Work to complete> Retype each entry below precisely as it reads.

◇ ◇ ◇ ◇

//! program::errors
//!
//! Error taxonomy of the dispatch core and the exit codes it maps to.
//!
//! # Exit Codes
//!
//! Exit codes are a stable contract with scripts calling the binary:
//!
//! | code | meaning |
//! |------|---------|
//! | 0    | success |
//! | 1    | generic failure reported by a command |
//! | 2    | unknown command |
//! | 3    | malformed global arguments |
//! | 4    | malformed command arguments |
//! | 5    | invalid or missing environment |
//! | 6    | invalid target (repository, url) |
//! | 255  | internal fault |
//!
//! Only the top-level driver turns a [`ProgramError`] into stderr text and
//! an exit code. Everything below it returns errors.

use std::fmt;

use thiserror::Error;

use super::meta::Arity;

/// Process exit code.
#[derive(Debug, Clone, Copy, PartialEq, Eq, Hash, PartialOrd, Ord)]
#[repr(u8)]
pub enum ExitCode {
    /// Command completed.
    Success = 0,
    /// A command reported a failure.
    General = 1,
    /// The command name did not resolve.
    UnknownCommand = 2,
    /// Global arguments could not be parsed.
    InvalidGlobalArguments = 3,
    /// Command arguments could not be parsed or were rejected.
    InvalidCommandArguments = 4,
    /// The environment could not be set up.
    InvalidEnvironment = 5,
    /// The object the command operates on is invalid.
    InvalidTarget = 6,
    /// Unrecoverable internal fault.
    Internal = 255,
}

impl ExitCode {
    /// Numeric value of the code.
    pub fn code(self) -> u8 {
        self as u8
    }
}

impl fmt::Display for ExitCode {
    fn fmt(&self, f: &mut fmt::Formatter<'_>) -> fmt::Result {
        write!(f, "{}", self.code())
    }
}

impl From<ExitCode> for std::process::ExitCode {
    fn from(code: ExitCode) -> Self {
        std::process::ExitCode::from(code.code())
    }
}

/// Errors produced while parsing, dispatching or running a command.
#[derive(Debug, Error)]
pub enum ProgramError {
    /// No command and no universal flag was given.
    #[error("need at least one argument; use '{program} --help' to see usage")]
    NeedAtLeastOneArgument {
        /// Executable name.
        program: String,
    },

    /// A flag before the command name is not known.
    #[error("unknown flag '{flag}'; global flags must be one of the flags listed in '--help'")]
    UnknownGlobalFlag {
        /// The offending flag as typed by the user.
        flag: String,
    },

    /// Global arguments were malformed in some other way.
    #[error("error parsing global flags: {message}")]
    GlobalFlagParse {
        /// What went wrong.
        message: String,
    },

    /// A keyword rejected the argument vector.
    #[error("'{keyword}': {message}")]
    Keyword {
        /// Name of the keyword.
        keyword: String,
        /// What went wrong.
        message: String,
    },

    /// The command name matches neither an alias nor a command.
    #[error("unknown command '{command}'; must be one of {}", quoted(.known))]
    UnknownCommand {
        /// The name as typed by the user.
        command: String,
        /// Every registered command name, sorted.
        known: Vec<String>,
    },

    /// The command does not accept a global flag the user supplied.
    #[error("'{command}' does not support the '{flag}' flag")]
    DisallowedGlobalFlag {
        /// Command being invoked.
        command: String,
        /// The rejected flag, e.g. `--for`.
        flag: String,
    },

    /// The command's own flag set rejected the input.
    #[error("error parsing flags for '{command}': {message}")]
    CommandFlagParse {
        /// Command being invoked.
        command: String,
        /// Parser diagnostic.
        message: String,
    },

    /// The positional count is outside the declared bounds.
    #[error("wrong number of arguments: '{command}' {arity}")]
    WrongArgumentCount {
        /// Command being invoked.
        command: String,
        /// The bounds that were violated.
        arity: Arity,
    },

    /// The command's post-parse check failed.
    #[error("{message}")]
    PostParse {
        /// Command being invoked.
        command: String,
        /// Diagnostic produced by the command.
        message: String,
        /// Exit code requested by the command.
        code: ExitCode,
    },

    /// The runtime environment could not be constructed.
    #[error("{message}")]
    Environment {
        /// Diagnostic from the environment constructor.
        message: String,
    },

    /// The object the command operates on is invalid.
    #[error("{message}")]
    InvalidTarget {
        /// What is wrong with the target.
        message: String,
    },

    /// A command failed while running.
    #[error("{message}")]
    Command {
        /// Diagnostic produced by the command.
        message: String,
        /// Exit code requested by the command.
        code: ExitCode,
    },

    /// Writing to an output stream failed.
    #[error("unable to write output: {0}")]
    Io(#[from] std::io::Error),

    /// A defect in the host application.
    #[error("internal error: {message}")]
    Internal {
        /// Description of the defect.
        message: String,
    },
}

impl ProgramError {
    /// A generic command failure (exit code 1).
    pub fn command(message: impl Into<String>) -> Self {
        ProgramError::Command {
            message: message.into(),
            code: ExitCode::General,
        }
    }

    /// A command failure with an explicit exit code.
    pub fn command_with_code(message: impl Into<String>, code: ExitCode) -> Self {
        ProgramError::Command {
            message: message.into(),
            code,
        }
    }

    /// An invalid target error (exit code 6).
    pub fn invalid_target(message: impl Into<String>) -> Self {
        ProgramError::InvalidTarget {
            message: message.into(),
        }
    }

    /// The exit code this error maps to.
    pub fn code(&self) -> ExitCode {
        match self {
            ProgramError::NeedAtLeastOneArgument { .. }
            | ProgramError::UnknownGlobalFlag { .. }
            | ProgramError::GlobalFlagParse { .. }
            | ProgramError::Keyword { .. } => ExitCode::InvalidGlobalArguments,
            ProgramError::UnknownCommand { .. } => ExitCode::UnknownCommand,
            ProgramError::DisallowedGlobalFlag { .. }
            | ProgramError::CommandFlagParse { .. }
            | ProgramError::WrongArgumentCount { .. } => ExitCode::InvalidCommandArguments,
            ProgramError::PostParse { code, .. } | ProgramError::Command { code, .. } => *code,
            ProgramError::Environment { .. } => ExitCode::InvalidEnvironment,
            ProgramError::InvalidTarget { .. } => ExitCode::InvalidTarget,
            ProgramError::Io(_) => ExitCode::General,
            ProgramError::Internal { .. } => ExitCode::Internal,
        }
    }
}

/// Errors raised while populating a [`Program`](super::Program).
///
/// These indicate a defect in the host application, never bad user input.
#[derive(Debug, Clone, PartialEq, Eq, Error)]
pub enum RegistrationError {
    /// Two commands share a name.
    #[error("command '{name}' is already registered")]
    DuplicateCommand {
        /// The duplicated name.
        name: String,
    },

    /// Two aliases share a name.
    #[error("alias '{name}' is already registered")]
    DuplicateAlias {
        /// The duplicated name.
        name: String,
    },

    /// Two keywords share a name.
    #[error("keyword '{name}' is already registered")]
    DuplicateKeyword {
        /// The duplicated name.
        name: String,
    },

    /// A flag has neither a short nor a long name.
    #[error("flag '{id}' of '{owner}' has no short or long name")]
    UnnamedFlag {
        /// Field identifier of the flag.
        id: String,
        /// Command name, or the program name for global flags.
        owner: String,
    },

    /// Two flags of one flag set share an identifier or a name.
    #[error("flag '{name}' of '{owner}' is declared twice")]
    DuplicateFlag {
        /// The clashing identifier or name.
        name: String,
        /// Command name, or the program name for global flags.
        owner: String,
    },

    /// Positional bounds are inverted.
    #[error("'{command}' declares more required than allowed arguments")]
    InvalidPositional {
        /// Command name.
        command: String,
    },

    /// A command refused to be registered.
    #[error("'{command}' cannot be registered: {message}")]
    Rejected {
        /// Command name.
        command: String,
        /// Reason given by the command.
        message: String,
    },
}

impl From<RegistrationError> for ProgramError {
    fn from(err: RegistrationError) -> Self {
        ProgramError::Internal {
            message: err.to_string(),
        }
    }
}

fn quoted(names: &[String]) -> String {
    names
        .iter()
        .map(|name| format!("'{}'", name))
        .collect::<Vec<_>>()
        .join(", ")
}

◇ ◇ ◇ ◇

Task output>
//! program::errors
//!
//! Error taxonomy of the dispatch core and the exit codes it maps to.
//!
//! # Exit Codes
//!
//! Exit codes are a stable contract with scripts calling the binary:
//!
//! | code | meaning |
//! |------|---------|
//! | 0    | success |
//! | 1    | generic failure reported by a command |
//! | 2    | unknown command |
//! | 3    | malformed global arguments |
//! | 4    | malformed command arguments |
//! | 5    | invalid or missing environment |
//! | 6    | invalid target (repository, url) |
//! | 255  | internal fault |
//!
//! Only the top-level driver turns a [`ProgramError`] into stderr text and
//! an exit code. Everything below it returns errors.

use std::fmt;

use thiserror::Error;

use super::meta::Arity;

/// Process exit code.
#[derive(Debug, Clone, Copy, PartialEq, Eq, Hash, PartialOrd, Ord)]
#[repr(u8)]
pub enum ExitCode {
    /// Command completed.
    Success = 0,
    /// A command reported a failure.
    General = 1,
    /// The command name did not resolve.
    UnknownCommand = 2,
    /// Global arguments could not be parsed.
    InvalidGlobalArguments = 3,
    /// Command arguments could not be parsed or were rejected.
    InvalidCommandArguments = 4,
    /// The environment could not be set up.
    InvalidEnvironment = 5,
    /// The object the command operates on is invalid.
    InvalidTarget = 6,
    /// Unrecoverable internal fault.
    Internal = 255,
}

impl ExitCode {
    /// Numeric value of the code.
    pub fn code(self) -> u8 {
        self as u8
    }
}

impl fmt::Display for ExitCode {
    fn fmt(&self, f: &mut fmt::Formatter<'_>) -> fmt::Result {
        write!(f, "{}", self.code())
    }
}

impl From<ExitCode> for std::process::ExitCode {
    fn from(code: ExitCode) -> Self {
        std::process::ExitCode::from(code.code())
    }
}

/// Errors produced while parsing, dispatching or running a command.
#[derive(Debug, Error)]
pub enum ProgramError {
    /// No command and no universal flag was given.
    #[error("need at least one argument; use '{program} --help' to see usage")]
    NeedAtLeastOneArgument {
        /// Executable name.
        program: String,
    },

    /// A flag before the command name is not known.
    #[error("unknown flag '{flag}'; global flags must be one of the flags listed in '--help'")]
    UnknownGlobalFlag {
        /// The offending flag as typed by the user.
        flag: String,
    },

    /// Global arguments were malformed in some other way.
    #[error("error parsing global flags: {message}")]
    GlobalFlagParse {
        /// What went wrong.
        message: String,
    },

    /// A keyword rejected the argument vector.
    #[error("'{keyword}': {message}")]
    Keyword {
        /// Name of the keyword.
        keyword: String,
        /// What went wrong.
        message: String,
    },

    /// The command name matches neither an alias nor a command.
    #[error("unknown command '{command}'; must be one of {}", quoted(.known))]
    UnknownCommand {
        /// The name as typed by the user.
        command: String,
        /// Every registered command name, sorted.
        known: Vec<String>,
    },

    /// The command does not accept a global flag the user supplied.
    #[error("'{command}' does not support the '{flag}' flag")]
    DisallowedGlobalFlag {
        /// Command being invoked.
        command: String,
        /// The rejected flag, e.g. `--for`.
        flag: String,
    },

    /// The command's own flag set rejected the input.
    #[error("error parsing flags for '{command}': {message}")]
    CommandFlagParse {
        /// Command being invoked.
        command: String,
        /// Parser diagnostic.
        message: String,
    },

    /// The positional count is outside the declared bounds.
    #[error("wrong number of arguments: '{command}' {arity}")]
    WrongArgumentCount {
        /// Command being invoked.
        command: String,
        /// The bounds that were violated.
        arity: Arity,
    },

    /// The command's post-parse check failed.
    #[error("{message}")]
    PostParse {
        /// Command being invoked.
        command: String,
        /// Diagnostic produced by the command.
        message: String,
        /// Exit code requested by the command.
        code: ExitCode,
    },

    /// The runtime environment could not be constructed.
    #[error("{message}")]
    Environment {
        /// Diagnostic from the environment constructor.
        message: String,
    },

    /// The object the command operates on is invalid.
    #[error("{message}")]
    InvalidTarget {
        /// What is wrong with the target.
        message: String,
    },

    /// A command failed while running.
    #[error("{message}")]
    Command {
        /// Diagnostic produced by the command.
        message: String,
        /// Exit code requested by the command.
        code: ExitCode,
    },

    /// Writing to an output stream failed.
    #[error("unable to write output: {0}")]
    Io(#[from] std::io::Error),

    /// A defect in the host application.
    #[error("internal error: {message}")]
    Internal {
        /// Description of the defect.
        message: String,
    },
}

impl ProgramError {
    /// A generic command failure (exit code 1).
    pub fn command(message: impl Into<String>) -> Self {
        ProgramError::Command {
            message: message.into(),
            code: ExitCode::General,
        }
    }

    /// A command failure with an explicit exit code.
    pub fn command_with_code(message: impl Into<String>, code: ExitCode) -> Self {
        ProgramError::Command {
            message: message.into(),
            code,
        }
    }

    /// An invalid target error (exit code 6).
    pub fn invalid_target(message: impl Into<String>) -> Self {
        ProgramError::InvalidTarget {
            message: message.into(),
        }
    }

    /// The exit code this error maps to.
    pub fn code(&self) -> ExitCode {
        match self {
            ProgramError::NeedAtLeastOneArgument { .. }
            | ProgramError::UnknownGlobalFlag { .. }
            | ProgramError::GlobalFlagParse { .. }
            | ProgramError::Keyword { .. } => ExitCode::InvalidGlobalArguments,
            ProgramError::UnknownCommand { .. } => ExitCode::UnknownCommand,
            ProgramError::DisallowedGlobalFlag { .. }
            | ProgramError::CommandFlagParse { .. }
            | ProgramError::WrongArgumentCount { .. } => ExitCode::InvalidCommandArguments,
            ProgramError::PostParse { code, .. } | ProgramError::Command { code, .. } => *code,
            ProgramError::Environment { .. } => ExitCode::InvalidEnvironment,
            ProgramError::InvalidTarget { .. } => ExitCode::InvalidTarget,
            ProgramError::Io(_) => ExitCode::General,
            ProgramError::Internal { .. } => ExitCode::Internal,
        }
    }
}

/// Errors raised while populating a [`Program`](super::Program).
///
/// These indicate a defect in the host application, never bad user input.
#[derive(Debug, Clone, PartialEq, Eq, Error)]
pub enum RegistrationError {
    /// Two commands share a name.
    #[error("command '{name}' is already registered")]
    DuplicateCommand {
        /// The duplicated name.
        name: String,
    },

    /// Two aliases share a name.
    #[error("alias '{name}' is already registered")]
    DuplicateAlias {
        /// The duplicated name.
        name: String,
    },

    /// Two keywords share a name.
    #[error("keyword '{name}' is already registered")]
    DuplicateKeyword {
        /// The duplicated name.
        name: String,
    },

    /// A flag has neither a short nor a long name.
    #[error("flag '{id}' of '{owner}' has no short or long name")]
    UnnamedFlag {
        /// Field identifier of the flag.
        id: String,
        /// Command name, or the program name for global flags.
        owner: String,
    },

    /// Two flags of one flag set share an identifier or a name.
    #[error("flag '{name}' of '{owner}' is declared twice")]
    DuplicateFlag {
        /// The clashing identifier or name.
        name: String,
        /// Command name, or the program name for global flags.
        owner: String,
    },

    /// Positional bounds are inverted.
    #[error("'{command}' declares more required than allowed arguments")]
    InvalidPositional {
        /// Command name.
        command: String,
    },

    /// A command refused to be registered.
    #[error("'{command}' cannot be registered: {message}")]
    Rejected {
        /// Command name.
        command: String,
        /// Reason given by the command.
        message: String,
    },
}

impl From<RegistrationError> for ProgramError {
    fn from(err: RegistrationError) -> Self {
        ProgramError::Internal {
            message: err.to_string(),
        }
    }
}

fn quoted(names: &[String]) -> String {
    names
        .iter()
        .map(|name| format!("'{}'", name))
        .collect::<Vec<_>>()
        .join(", ")
}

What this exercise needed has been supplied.